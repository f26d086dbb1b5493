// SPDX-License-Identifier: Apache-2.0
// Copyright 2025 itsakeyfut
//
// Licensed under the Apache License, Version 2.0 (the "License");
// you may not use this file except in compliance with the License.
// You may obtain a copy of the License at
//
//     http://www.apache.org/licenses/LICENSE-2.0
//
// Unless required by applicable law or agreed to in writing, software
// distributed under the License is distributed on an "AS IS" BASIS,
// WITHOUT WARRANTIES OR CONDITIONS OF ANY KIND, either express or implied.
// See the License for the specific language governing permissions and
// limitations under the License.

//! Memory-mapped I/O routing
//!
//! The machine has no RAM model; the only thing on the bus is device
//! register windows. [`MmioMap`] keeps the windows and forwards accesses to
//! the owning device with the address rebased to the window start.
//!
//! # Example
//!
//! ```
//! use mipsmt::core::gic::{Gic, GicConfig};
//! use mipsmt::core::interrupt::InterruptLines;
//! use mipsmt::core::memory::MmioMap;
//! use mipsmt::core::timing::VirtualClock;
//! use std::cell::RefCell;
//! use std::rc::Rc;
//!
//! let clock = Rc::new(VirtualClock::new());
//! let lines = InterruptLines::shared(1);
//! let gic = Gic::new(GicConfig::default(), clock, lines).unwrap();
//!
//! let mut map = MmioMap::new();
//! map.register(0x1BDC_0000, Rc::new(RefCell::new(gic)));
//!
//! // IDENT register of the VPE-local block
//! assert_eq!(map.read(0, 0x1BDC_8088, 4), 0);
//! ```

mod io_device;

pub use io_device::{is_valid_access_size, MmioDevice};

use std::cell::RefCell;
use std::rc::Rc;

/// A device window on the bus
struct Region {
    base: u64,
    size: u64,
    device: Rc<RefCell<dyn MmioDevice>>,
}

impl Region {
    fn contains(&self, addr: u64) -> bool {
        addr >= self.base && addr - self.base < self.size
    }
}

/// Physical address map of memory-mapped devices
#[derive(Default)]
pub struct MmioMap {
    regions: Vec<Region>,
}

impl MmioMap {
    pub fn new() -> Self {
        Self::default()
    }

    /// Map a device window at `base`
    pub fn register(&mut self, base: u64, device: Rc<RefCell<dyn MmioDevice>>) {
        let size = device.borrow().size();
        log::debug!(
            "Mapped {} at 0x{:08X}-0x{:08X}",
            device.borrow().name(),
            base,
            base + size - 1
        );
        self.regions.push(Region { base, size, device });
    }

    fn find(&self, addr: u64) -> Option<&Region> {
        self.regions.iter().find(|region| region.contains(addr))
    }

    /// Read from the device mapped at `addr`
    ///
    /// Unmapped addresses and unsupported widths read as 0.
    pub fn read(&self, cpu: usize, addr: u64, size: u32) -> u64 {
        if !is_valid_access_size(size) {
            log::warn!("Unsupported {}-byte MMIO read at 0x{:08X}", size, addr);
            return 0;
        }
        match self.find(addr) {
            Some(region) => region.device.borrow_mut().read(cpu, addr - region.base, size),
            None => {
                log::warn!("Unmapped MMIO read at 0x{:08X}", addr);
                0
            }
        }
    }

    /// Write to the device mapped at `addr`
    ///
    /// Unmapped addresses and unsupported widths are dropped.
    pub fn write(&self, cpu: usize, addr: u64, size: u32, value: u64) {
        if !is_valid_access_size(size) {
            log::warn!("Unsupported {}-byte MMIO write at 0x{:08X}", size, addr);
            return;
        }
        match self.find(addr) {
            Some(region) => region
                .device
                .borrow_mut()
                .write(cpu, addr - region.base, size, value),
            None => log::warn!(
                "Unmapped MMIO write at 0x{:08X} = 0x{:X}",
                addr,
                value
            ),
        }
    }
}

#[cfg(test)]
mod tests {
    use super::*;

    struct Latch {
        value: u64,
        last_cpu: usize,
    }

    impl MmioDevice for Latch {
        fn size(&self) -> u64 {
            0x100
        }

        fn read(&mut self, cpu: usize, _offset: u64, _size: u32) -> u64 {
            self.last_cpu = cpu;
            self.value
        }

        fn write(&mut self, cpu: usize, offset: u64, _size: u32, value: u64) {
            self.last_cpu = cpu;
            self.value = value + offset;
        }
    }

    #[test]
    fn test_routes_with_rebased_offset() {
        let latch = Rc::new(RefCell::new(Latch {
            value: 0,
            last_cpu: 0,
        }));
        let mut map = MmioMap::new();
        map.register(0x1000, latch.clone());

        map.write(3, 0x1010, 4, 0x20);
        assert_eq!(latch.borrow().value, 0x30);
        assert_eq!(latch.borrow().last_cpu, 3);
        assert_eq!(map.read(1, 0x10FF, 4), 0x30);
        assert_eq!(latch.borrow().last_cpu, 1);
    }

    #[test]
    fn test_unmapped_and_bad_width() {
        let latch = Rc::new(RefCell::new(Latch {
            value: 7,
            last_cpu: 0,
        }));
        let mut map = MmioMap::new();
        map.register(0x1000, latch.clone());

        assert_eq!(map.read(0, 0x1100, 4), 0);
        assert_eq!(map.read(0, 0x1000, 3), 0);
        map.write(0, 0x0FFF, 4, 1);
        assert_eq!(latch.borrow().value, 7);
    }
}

----------------------------------------

In the entries above, some lines hold the string "RefCell". Copy each of them.

//! use std::cell::RefCell;
//! map.register(0x1BDC_0000, Rc::new(RefCell::new(gic)));
use std::cell::RefCell;
    device: Rc<RefCell<dyn MmioDevice>>,
    pub fn register(&mut self, base: u64, device: Rc<RefCell<dyn MmioDevice>>) {
        let latch = Rc::new(RefCell::new(Latch {
        let latch = Rc::new(RefCell::new(Latch {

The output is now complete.